Then even that winter was over at last. It ended as it had begun, in rain, not cold rain but loud fierce gusts of warm water washing out of the earth the iron enduring frost, the belated spring hard on its bright heels and all coming at once, pell mell and disordered, fruit and bloom and leaf, pied meadow and blossoming wood and the long fields shearing dark out of winter’s slumber, to the shearing plow. The school was already closed for the planting year when he passed it and drove up to the store and hitched his team to the old familiar post and mounted among the seven or eight men squatting and lounging about the gallery as if they had not moved since he had looked back last at them almost six months ago. “Well, men,” he said. “School’s already closed I see. Chillen can go to the field now and give you folks a chance to rest.”
“It’s been closed since last October,” Quick said. “Teacher quit.”
“I. O.? Quit?”
“His wife come in one day. He looked up and saw her and lit out.”
“His what?” Ratliff said.
“His wife,” Tull said. “Or so she claimed. A kind of big gray-colored woman with a—”
“Ah shucks,” Ratliff said. “He aint married. Aint he been here three years? You mean his mother.”
“No, no,” Tull said. “She was young all right. She just had a kind of gray color all over. In a buggy. With a baby about six months old.”
“A baby?” Ratliff said. He looked from face to face among them, blinking. “Look here,” he said. “What’s all this anyway? How’d he get a wife, let alone a baby six months old? Aint he been right here three years? Hell a mile, he aint been out of hearing long enough to done that.”
“Wallstreet says they are his,” Tull said.
“Wallstreet?” Ratliff said. “Who’s Wallstreet?”
“That boyofEck’s.”
“That boy about ten years old?” Ratliff blinked at Tull now. “They never had that panic until a year or two back. How’d a boy ten years old get to be named Wall street?”
“I dont know,” Tull said.
“I reckon it’s his all right,” Quick said. “Leastways he taken one look at that buggy ad he aint been seen since.”
“Sho now,” Ratliff said. “A baby is one thing in pants that will make any man run, provided he’s still got room enough to start in. Which it seems I. O. had.”
“He needed room,” Bookwright said in his harsh, abrupt voice. “This one could have held him, provided somebody just throwed I. O. down first and give it time to get a hold. It was bigger than he was already.”
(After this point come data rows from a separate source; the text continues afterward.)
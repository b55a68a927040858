// Path: crates/cynic-types/src/app/axiom.rs
//! The fixed axiom set.

use parity_scale_codec::{Decode, Encode};
use serde::{Deserialize, Serialize};

use crate::codec::{Canonical, CanonicalEncoder};

/// One of the four symbolic categories every [`super::dimension::Dimension`]
/// belongs to. Fixed at genesis; new axioms cannot be added by governance,
/// only new dimensions within an existing axiom.
#[derive(Debug, Clone, Copy, PartialEq, Eq, PartialOrd, Ord, Hash, Encode, Decode, Serialize, Deserialize)]
pub enum Axiom {
    /// The φ axiom: ratio-fidelity and proportion dimensions.
    Phi,
    /// The verification axiom: falsifiability and evidentiary dimensions.
    Verify,
    /// The culture axiom: social/contextual alignment dimensions.
    Culture,
    /// The burn axiom: cost-of-commitment and stake dimensions.
    Burn,
}

impl Axiom {
    /// All four axioms in their canonical (discriminant) order.
    pub const ALL: [Axiom; 4] = [Axiom::Phi, Axiom::Verify, Axiom::Culture, Axiom::Burn];

    /// A single-byte tag used in canonical encodings and shard keys.
    #[must_use]
    pub fn tag(self) -> u8 {
        match self {
            Axiom::Phi => 0,
            Axiom::Verify => 1,
            Axiom::Culture => 2,
            Axiom::Burn => 3,
        }
    }

    /// Recovers an [`Axiom`] from its canonical tag byte.
    #[must_use]
    pub fn from_tag(tag: u8) -> Option<Self> {
        match tag {
            0 => Some(Axiom::Phi),
            1 => Some(Axiom::Verify),
            2 => Some(Axiom::Culture),
            3 => Some(Axiom::Burn),
            _ => None,
        }
    }
}

impl Canonical for Axiom {
    fn canonical_bytes(&self) -> Vec<u8> {
        CanonicalEncoder::new().write_u8(self.tag()).finish()
    }
}

#[cfg(test)]
mod tests {
    use super::*;

    #[test]
    fn tag_roundtrip_covers_all_axioms() {
        for a in Axiom::ALL {
            assert_eq!(Axiom::from_tag(a.tag()), Some(a));
        }
    }

    #[test]
    fn unknown_tag_is_none() {
        assert_eq!(Axiom::from_tag(99), None);
    }
}
// Path: crates/cynic-judgment/src/lib.rs
#![cfg_attr(
    not(test),
    deny(
        clippy::unwrap_used,
        clippy::expect_used,
        clippy::panic,
        clippy::indexing_slicing
    )
)]

//! # CYNIC Judgment Engine
//!
//! Converts an [`Item`] into a signed [`Judgment`] deterministically, given
//! the installed [`Dimension`] set. Evaluators are pure functions of their
//! declared inputs — this crate never lets one reach outside its
//! `(item, context)` arguments.

use std::collections::BTreeMap;

use tracing::warn;

use cynic_crypto::sign::{Ed25519KeyPair, SerializableKey, SigningKeyPair};
use cynic_types::app::{Dimension, Item, ItemHash, Judgment, Verdict};
use cynic_types::error::DimensionError;

/// The opaque bag of context passed to every evaluator alongside the item.
/// Evaluators are expected to treat this as read-only input; the engine
/// itself never mutates it mid-evaluation.
#[derive(Debug, Clone, Default)]
pub struct EvalContext {
    /// Arbitrary key/value context data, e.g. feature hints upstream
    /// collaborators attach before calling `submit_item`.
    pub values: BTreeMap<String, String>,
}

/// A pure scoring function installed for one [`Dimension`].
pub trait Evaluator: Send + Sync {
    /// Scores `item` in `[0, 100]` given `ctx`. Must be a pure function of
    /// its inputs: no I/O, no shared mutable state, no wall-clock reads.
    fn evaluate(&self, item: &Item<'_>, ctx: &EvalContext) -> Result<f64, String>;
}

/// Maps each installed dimension's `evaluator_ref` to its [`Evaluator`]
/// implementation. Kept separate from [`Dimension`] itself so dimension
/// records stay serializable for governance proposals.
#[derive(Default)]
pub struct EvaluatorRegistry {
    evaluators: BTreeMap<String, Box<dyn Evaluator>>,
}

impl EvaluatorRegistry {
    /// Creates an empty registry.
    #[must_use]
    pub fn new() -> Self {
        Self::default()
    }

    /// Installs an evaluator under `evaluator_ref`.
    pub fn register(&mut self, evaluator_ref: impl Into<String>, evaluator: Box<dyn Evaluator>) {
        self.evaluators.insert(evaluator_ref.into(), evaluator);
    }

    fn get(&self, evaluator_ref: &str) -> Option<&dyn Evaluator> {
        self.evaluators.get(evaluator_ref).map(AsRef::as_ref)
    }
}

/// Hashes an item's content, producing the `item_hash` a judgment carries
/// instead of the raw bytes.
pub fn item_hash(item: &Item<'_>) -> Result<ItemHash, cynic_crypto::error::IntegrityError> {
    cynic_crypto::sha256(item.content).map(ItemHash::from_bytes)
}

/// Evaluates `item` against `dimensions` using `registry`, signs the result
/// with `keypair`, and returns the assembled [`Judgment`]. Enqueueing the
/// result into the chain's pending batch is the caller's responsibility
/// (typically the node controller).
pub fn judge(
    id: impl Into<String>,
    item: &Item<'_>,
    ctx: &EvalContext,
    dimensions: &[Dimension],
    registry: &EvaluatorRegistry,
    keypair: &Ed25519KeyPair,
    timestamp_ms: u64,
) -> Result<Judgment, DimensionError> {
    let item_hash = item_hash(item)
        .map_err(|e| DimensionError::EvaluatorFailed("item_hash".into(), e.to_string()))?;

    let mut scores: BTreeMap<String, f64> = BTreeMap::new();
    let mut weighted_log_sum = 0.0_f64;
    let mut weight_total = 0.0_f64;
    let mut partial = false;

    for dim in dimensions {
        match registry.get(&dim.evaluator_ref) {
            Some(evaluator) => match evaluator.evaluate(item, ctx) {
                Ok(score) => {
                    let clamped = score.clamp(0.0, 100.0);
                    scores.insert(dim.name.clone(), clamped);
                    let weight = dim.weight();
                    if clamped > 0.0 {
                        weighted_log_sum += weight * (clamped / 100.0).ln();
                    } else {
                        // ln(0) is undefined; a zero score on any weighted
                        // dimension forces the geometric mean to zero.
                        weighted_log_sum = f64::NEG_INFINITY;
                    }
                    weight_total += weight;
                }
                Err(e) => {
                    if dim.is_meta {
                        return Err(DimensionError::MetaEvaluationFailed(dim.name.clone(), e));
                    }
                    warn!(target: "judgment", dimension = %dim.name, error = %e, "dimension evaluator failed, omitting");
                    partial = true;
                }
            },
            None => {
                if dim.is_meta {
                    return Err(DimensionError::MetaEvaluationFailed(
                        dim.name.clone(),
                        "no evaluator registered".to_string(),
                    ));
                }
                partial = true;
            }
        }
    }

    if weight_total <= 0.0 {
        return Err(DimensionError::NoDimensions);
    }

    let global_raw = if weighted_log_sum.is_finite() {
        (weighted_log_sum / weight_total).exp() * 100.0
    } else {
        0.0
    };
    let global_score = global_raw.clamp(0.0, 100.0);

    let confidence = (global_raw / 100.0 * cynic_constants::PHI_INV).min(cynic_constants::PHI_INV);
    let doubt = 1.0 - confidence;
    let verdict = Verdict::from_global_score(global_score);

    let mut unsigned = Judgment {
        id: id.into(),
        item_hash,
        scores,
        global_score,
        confidence,
        doubt,
        verdict,
        partial,
        operator_pubkey: keypair.public_key().to_hex(),
        signature: String::new(),
        timestamp_ms,
    };

    let preimage = unsigned.signing_preimage();
    let signature = keypair
        .sign(&preimage)
        .map_err(|e| DimensionError::EvaluatorFailed("sign".into(), e.to_string()))?;
    unsigned.signature = signature.to_hex();
    Ok(unsigned)
}

#[cfg(test)]
mod tests {
    use super::*;
    use cynic_types::app::{Axiom, DimensionOrigin, DimensionThresholds};

    struct ConstEvaluator(f64);
    impl Evaluator for ConstEvaluator {
        fn evaluate(&self, _item: &Item<'_>, _ctx: &EvalContext) -> Result<f64, String> {
            Ok(self.0)
        }
    }

    struct FailingEvaluator;
    impl Evaluator for FailingEvaluator {
        fn evaluate(&self, _item: &Item<'_>, _ctx: &EvalContext) -> Result<f64, String> {
            Err("boom".into())
        }
    }

    fn coherence_dim() -> Dimension {
        Dimension {
            name: "COHERENCE".into(),
            axiom: Axiom::Phi,
            weight_exponent: 1,
            thresholds: DimensionThresholds {
                accept: 80.0,
                transform: 50.0,
                reject: 20.0,
            },
            evaluator_ref: "coherence.v1".into(),
            origin: DimensionOrigin::Seed,
            discoverer_pubkey: None,
            is_meta: false,
        }
    }

    #[test]
    fn single_dimension_geometric_mean_is_its_own_score() {
        let mut registry = EvaluatorRegistry::new();
        registry.register("coherence.v1", Box::new(ConstEvaluator(80.0)));
        let kp = Ed25519KeyPair::generate().expect("keygen");
        let item = Item::new(b"hello");
        let j = judge(
            "j1",
            &item,
            &EvalContext::default(),
            &[coherence_dim()],
            &registry,
            &kp,
            0,
        )
        .expect("judge");
        // A single weighted dimension's geometric mean reduces to the
        // dimension's own score regardless of its weight exponent:
        // (s^w)^(1/w) == s.
        assert!((j.global_score - 80.0).abs() < 1e-6);
        let expected_confidence = (0.80 * cynic_constants::PHI_INV).min(cynic_constants::PHI_INV);
        assert!((j.confidence - expected_confidence).abs() < 1e-6);
        assert!(j.satisfies_confidence_envelope());
    }

    #[test]
    fn missing_non_meta_evaluator_sets_partial() {
        let mut registry = EvaluatorRegistry::new();
        registry.register("coherence.v1", Box::new(FailingEvaluator));
        let mut dims = vec![coherence_dim()];
        dims.push(Dimension {
            name: "OTHER".into(),
            evaluator_ref: "other.v1".into(),
            weight_exponent: 0,
            ..coherence_dim()
        });
        registry.register("other.v1", Box::new(ConstEvaluator(60.0)));
        let kp = Ed25519KeyPair::generate().expect("keygen");
        let item = Item::new(b"x");
        let j = judge(
            "j2",
            &item,
            &EvalContext::default(),
            &dims,
            &registry,
            &kp,
            0,
        )
        .expect("judge");
        assert!(j.partial);
    }

    #[test]
    fn failing_meta_dimension_rejects_judgment() {
        let mut registry = EvaluatorRegistry::new();
        registry.register("meta.v1", Box::new(FailingEvaluator));
        let meta_dim = Dimension {
            is_meta: true,
            evaluator_ref: "meta.v1".into(),
            ..coherence_dim()
        };
        let kp = Ed25519KeyPair::generate().expect("keygen");
        let item = Item::new(b"x");
        let err = judge(
            "j3",
            &item,
            &EvalContext::default(),
            &[meta_dim],
            &registry,
            &kp,
            0,
        )
        .unwrap_err();
        assert!(matches!(err, DimensionError::MetaEvaluationFailed(..)));
    }

    #[test]
    fn zero_weight_total_fails_with_no_dimensions() {
        let registry = EvaluatorRegistry::new();
        let kp = Ed25519KeyPair::generate().expect("keygen");
        let item = Item::new(b"x");
        let err = judge(
            "j4",
            &item,
            &EvalContext::default(),
            &[],
            &registry,
            &kp,
            0,
        )
        .unwrap_err();
        assert!(matches!(err, DimensionError::NoDimensions));
    }

    #[test]
    fn judging_twice_is_deterministic_modulo_signature() {
        let mut registry = EvaluatorRegistry::new();
        registry.register("coherence.v1", Box::new(ConstEvaluator(80.0)));
        let kp = Ed25519KeyPair::generate().expect("keygen");
        let item = Item::new(b"hello");
        let j1 = judge("j1", &item, &EvalContext::default(), &[coherence_dim()], &registry, &kp, 5).expect("judge");
        let j2 = judge("j1", &item, &EvalContext::default(), &[coherence_dim()], &registry, &kp, 5).expect("judge");
        assert_eq!(j1.signing_preimage(), j2.signing_preimage());
    }
}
“It might hold him yet,” Quick said.
“Yes,” Tull said. “She just stopped long enough to buy a can of sardines and crackers. Then she druv on down the road in the same direction somebody told her I. O. had been going. He was walking. Her and the baby both et the sardines.”
“Well, well,” Ratliff said. “Them Snopeses. Well, well—” He ceased. They watched quietly as the Varner surrey came up the road, going home. The Negro was driving; in the back seat with her mother, Mrs Flem Snopes sat. The beautiful face did not even turn as the surrey drew abreast of the store. It passed in profile, calm, oblivious, incurious. It was not a tragic face: it was just damned. The surrey went on.
“Is he really waiting in that jail yonder for Flem Snopes to come back and get him out?” the fourth man said.
“He’s still in jail,” Ratliff said.
“But is he waiting for Flem?” Quick said.
“No,” Ratliff said. “Because Flem aint corning back here until that trial is over and finished.” Then Mrs Littlejohn stood on her veranda, ringing the dinner bell, and they rose and began to disperse. Ratliff and Bookwright descended the steps together.
“Shucks,” Bookwright said. “Even Flem Snopes aint going to let his own blood cousin be hung just to save money.”
“I reckon Flem knows it aint going to go that far. Jack Houston was shot from in front, and everybody knows he never went anywhere without that pistol, and they found it laying there in the road where they found the marks where the horse had whirled and run, whether it had dropped out of his hand or fell out of his pocket when he fell or not. I reckon Flem had done inquired into all that. And so he aint coming back until it’s all finished. He aint coming back here where Mink’s wife can worry him or folks can talk about him for leaving his cousin in jail. There’s some things even a Snopes wont do. I dont know just exactly what they are, but they’s some somewhere.”